32. Caution • Some heavy-duty clutches have thicker intermediate plates and thinner super buttons than standard clutches. • Do not intermix these components.

33. Solo Clutch Problems • Use Eaton/Dana service literature to troubleshoot Solo clutches. • The Solo Heavy Duty Troubleshooting guide (CLTS-1295) is a free download from www.roadranger. com.

34. Summary (1 of 6) • The components of a clutch assembly can be grouped into two basic categories: driving members and driven members. • Driving members include the flywheel, clutch cover, pressure plate, pressure springs and levers, intermediate plate, adapter ring, and adjustment mechanisms. • Driven members include friction discs and the transmission input shaft. • A clutch can be released or disengaged by one of two methods: push-type clutch or pull-type clutch.

35. Summary (2 of 6) • Clutch brakes are found in some pull type clutches and can be grouped into four types: conventional, limited torque, torque-limiting, and two-piece clutch brakes. • The clutch linkage, which connects the clutch pedal to the release fork or yoke, can be one of three types: mechanical, hydraulic, and air control.

36. Summary (3 of 6) • Clutches should be checked periodically for proper adjustment and lubrication. • The major cause of clutch failure is excess heat. • Most heat-related damage is related to driver abuse. • Heat damage results from starting in the incorrect gear, shifting or skip-shifting, riding the clutch pedal, and improper coasting.

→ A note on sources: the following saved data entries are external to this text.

mod graph;

pub use graph::{DocumentError, DocumentIssue, GraphDocument, HOME_LABEL, Link, LinkKind, Node};
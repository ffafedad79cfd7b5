use crate::model::GraphDocument;
use petgraph::graph::{NodeIndex, UnGraph};
use std::collections::HashMap;

/// Undirected adjacency over a graph document.
///
/// Built once per document; node weights index into `document.nodes` and
/// edge weights index into `document.links`. Links with an endpoint that is
/// not a node are left out of the adjacency but stay in the document.
pub struct LinkGraph {
    document: GraphDocument,
    graph: UnGraph<usize, usize>,
    node_indices: HashMap<String, NodeIndex>,
}

impl LinkGraph {
    pub fn build(document: GraphDocument) -> Self {
        let mut graph = UnGraph::default();
        let mut node_indices = HashMap::new();

        for (i, node) in document.nodes.iter().enumerate() {
            if node_indices.contains_key(&node.id) {
                continue;
            }
            let idx = graph.add_node(i);
            node_indices.insert(node.id.clone(), idx);
        }

        for (i, link) in document.links.iter().enumerate() {
            let (Some(&a), Some(&b)) = (
                node_indices.get(&link.source),
                node_indices.get(&link.target),
            ) else {
                continue;
            };
            graph.add_edge(a, b, i);
        }

        Self {
            document,
            graph,
            node_indices,
        }
    }

    pub fn document(&self) -> &GraphDocument {
        &self.document
    }

    pub fn contains(&self, id: &str) -> bool {
        self.node_indices.contains_key(id)
    }

    pub fn node_count(&self) -> usize {
        self.graph.node_count()
    }

    pub fn edge_count(&self) -> usize {
        self.graph.edge_count()
    }

    /// Ids adjacent to `id` in either direction; repeated for parallel links.
    pub fn neighbors(&self, id: &str) -> Vec<&str> {
        match self.node_indices.get(id) {
            Some(&idx) => self
                .graph
                .neighbors(idx)
                .map(|n| self.document.nodes[self.graph[n]].id.as_str())
                .collect(),
            None => Vec::new(),
        }
    }

    /// Number of links touching `id`, counting both directions.
    pub fn degree(&self, id: &str) -> usize {
        self.node_indices
            .get(id)
            .map(|&idx| self.graph.edges(idx).count())
            .unwrap_or(0)
    }
}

37. Summary (4 of 6) • Free pedal, or pedal lash, is the amount of free play in the clutch pedal in the cab. • This measurement is directly related to free travel, which is the clearance distance between the release yoke fingers and the clutch release. • There are two basic manual adjustment methods used on angle coil spring clutches: (lockstrap and Kwik-Adjust).

38. Summary (5 of 6) • Adjustment-free clutches such as the Solo clutch should automatically adjust for the life of the clutch pack. • The only maintenance required is periodic lubrication of the release bearing mechanism. • Pull-type clutches with perpendicular springs use a threaded sleeve and retainer assembly that can be adjusted to compensate for disc lining wear.

39. Summary (6 of 6) • Asbestos and non-asbestos fibers could pose a health risk. Technicians should take the appropriate safety precautions when servicing clutches. • The following should be checked in a clutch inspection. • Transmission bell housing, flywheel housing, flywheel drive pin, release fork and shaft, input shaft, pressure plate and cover assembly, clutch discs, friction facings, center plate, and pilot bearing.